##### Data for processing #####

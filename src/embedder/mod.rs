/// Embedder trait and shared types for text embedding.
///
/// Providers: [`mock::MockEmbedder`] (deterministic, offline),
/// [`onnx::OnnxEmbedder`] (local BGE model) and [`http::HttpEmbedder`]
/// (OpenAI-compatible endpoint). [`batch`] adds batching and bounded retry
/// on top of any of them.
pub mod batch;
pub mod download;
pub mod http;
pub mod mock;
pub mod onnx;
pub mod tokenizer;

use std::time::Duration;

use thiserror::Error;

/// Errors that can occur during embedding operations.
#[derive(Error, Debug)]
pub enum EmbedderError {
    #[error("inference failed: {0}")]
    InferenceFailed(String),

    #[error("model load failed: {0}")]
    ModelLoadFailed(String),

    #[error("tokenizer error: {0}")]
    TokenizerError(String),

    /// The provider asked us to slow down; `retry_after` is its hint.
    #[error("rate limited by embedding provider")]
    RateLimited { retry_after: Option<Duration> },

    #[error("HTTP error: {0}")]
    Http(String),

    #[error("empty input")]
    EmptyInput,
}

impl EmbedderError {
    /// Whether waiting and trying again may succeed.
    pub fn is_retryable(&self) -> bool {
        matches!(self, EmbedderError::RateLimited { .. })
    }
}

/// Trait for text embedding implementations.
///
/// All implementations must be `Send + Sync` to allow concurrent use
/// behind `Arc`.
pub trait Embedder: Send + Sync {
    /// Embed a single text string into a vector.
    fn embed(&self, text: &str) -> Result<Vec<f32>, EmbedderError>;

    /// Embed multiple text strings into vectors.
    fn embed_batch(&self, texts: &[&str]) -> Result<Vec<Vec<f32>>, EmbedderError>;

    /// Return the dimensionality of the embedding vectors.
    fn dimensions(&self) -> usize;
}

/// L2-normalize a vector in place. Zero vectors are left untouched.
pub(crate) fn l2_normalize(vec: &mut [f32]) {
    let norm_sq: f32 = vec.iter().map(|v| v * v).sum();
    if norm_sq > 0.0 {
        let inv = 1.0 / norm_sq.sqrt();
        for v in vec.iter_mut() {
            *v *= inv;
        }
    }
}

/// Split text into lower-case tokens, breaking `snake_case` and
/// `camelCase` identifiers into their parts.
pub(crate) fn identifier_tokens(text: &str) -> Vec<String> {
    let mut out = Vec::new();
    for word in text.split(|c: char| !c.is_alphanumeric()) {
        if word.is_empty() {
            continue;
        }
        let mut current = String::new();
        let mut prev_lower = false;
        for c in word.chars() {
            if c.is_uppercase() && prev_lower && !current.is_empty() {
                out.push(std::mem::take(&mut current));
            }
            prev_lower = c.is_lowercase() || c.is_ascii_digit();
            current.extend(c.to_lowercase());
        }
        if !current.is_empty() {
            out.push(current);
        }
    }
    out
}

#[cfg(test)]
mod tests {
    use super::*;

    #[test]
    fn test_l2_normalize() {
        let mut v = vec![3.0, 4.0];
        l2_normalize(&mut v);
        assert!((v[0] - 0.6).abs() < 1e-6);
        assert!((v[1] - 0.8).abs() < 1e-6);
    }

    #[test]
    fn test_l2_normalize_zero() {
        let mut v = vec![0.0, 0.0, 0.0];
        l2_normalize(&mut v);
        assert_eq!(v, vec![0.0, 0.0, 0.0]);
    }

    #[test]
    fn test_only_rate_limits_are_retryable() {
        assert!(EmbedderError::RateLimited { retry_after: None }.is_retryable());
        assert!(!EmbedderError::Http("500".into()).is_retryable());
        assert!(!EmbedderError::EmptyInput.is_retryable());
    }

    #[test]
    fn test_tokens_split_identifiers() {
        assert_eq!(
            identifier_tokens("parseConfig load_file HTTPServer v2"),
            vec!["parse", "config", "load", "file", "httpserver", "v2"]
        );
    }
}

#####
##### Data for processing #####

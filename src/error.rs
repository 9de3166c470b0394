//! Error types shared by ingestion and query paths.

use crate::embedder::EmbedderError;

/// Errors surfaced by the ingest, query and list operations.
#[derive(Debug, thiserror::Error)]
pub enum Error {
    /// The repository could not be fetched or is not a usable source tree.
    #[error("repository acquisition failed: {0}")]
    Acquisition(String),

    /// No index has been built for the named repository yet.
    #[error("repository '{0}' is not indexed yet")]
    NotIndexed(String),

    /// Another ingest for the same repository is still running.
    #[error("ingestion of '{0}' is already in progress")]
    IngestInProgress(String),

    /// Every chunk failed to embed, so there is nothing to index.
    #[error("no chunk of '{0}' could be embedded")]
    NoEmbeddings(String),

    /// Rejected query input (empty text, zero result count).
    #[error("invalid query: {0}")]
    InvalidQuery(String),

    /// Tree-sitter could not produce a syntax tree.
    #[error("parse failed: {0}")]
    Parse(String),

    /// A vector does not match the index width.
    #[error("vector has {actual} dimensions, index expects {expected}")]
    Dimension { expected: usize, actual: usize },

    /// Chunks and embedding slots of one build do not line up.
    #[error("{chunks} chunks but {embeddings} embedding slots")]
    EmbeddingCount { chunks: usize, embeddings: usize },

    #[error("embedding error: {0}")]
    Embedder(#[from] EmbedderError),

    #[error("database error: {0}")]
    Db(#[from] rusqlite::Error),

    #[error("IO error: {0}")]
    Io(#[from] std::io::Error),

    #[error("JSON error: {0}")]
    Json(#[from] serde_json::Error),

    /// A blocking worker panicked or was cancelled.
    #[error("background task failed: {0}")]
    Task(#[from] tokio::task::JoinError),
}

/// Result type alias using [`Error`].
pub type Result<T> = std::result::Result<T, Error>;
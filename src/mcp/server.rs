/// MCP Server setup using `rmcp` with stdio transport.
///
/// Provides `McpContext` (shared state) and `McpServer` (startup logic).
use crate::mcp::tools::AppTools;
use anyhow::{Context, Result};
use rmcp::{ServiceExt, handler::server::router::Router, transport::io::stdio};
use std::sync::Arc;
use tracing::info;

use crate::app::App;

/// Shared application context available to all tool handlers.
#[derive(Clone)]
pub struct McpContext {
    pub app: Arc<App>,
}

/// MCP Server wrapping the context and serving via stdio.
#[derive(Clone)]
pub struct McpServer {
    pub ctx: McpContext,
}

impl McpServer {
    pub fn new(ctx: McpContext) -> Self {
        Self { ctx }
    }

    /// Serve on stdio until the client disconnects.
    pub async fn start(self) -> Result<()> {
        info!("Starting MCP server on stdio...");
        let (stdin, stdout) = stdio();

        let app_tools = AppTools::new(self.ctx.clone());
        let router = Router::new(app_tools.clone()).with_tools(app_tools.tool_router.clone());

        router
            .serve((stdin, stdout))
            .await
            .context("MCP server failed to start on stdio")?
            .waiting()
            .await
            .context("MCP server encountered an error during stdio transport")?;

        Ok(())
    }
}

#####

• _Task goal_
Within the listing above, how many lines contain "McpContext"? Please respond with the number and nothing else.

• _Exercise result_
4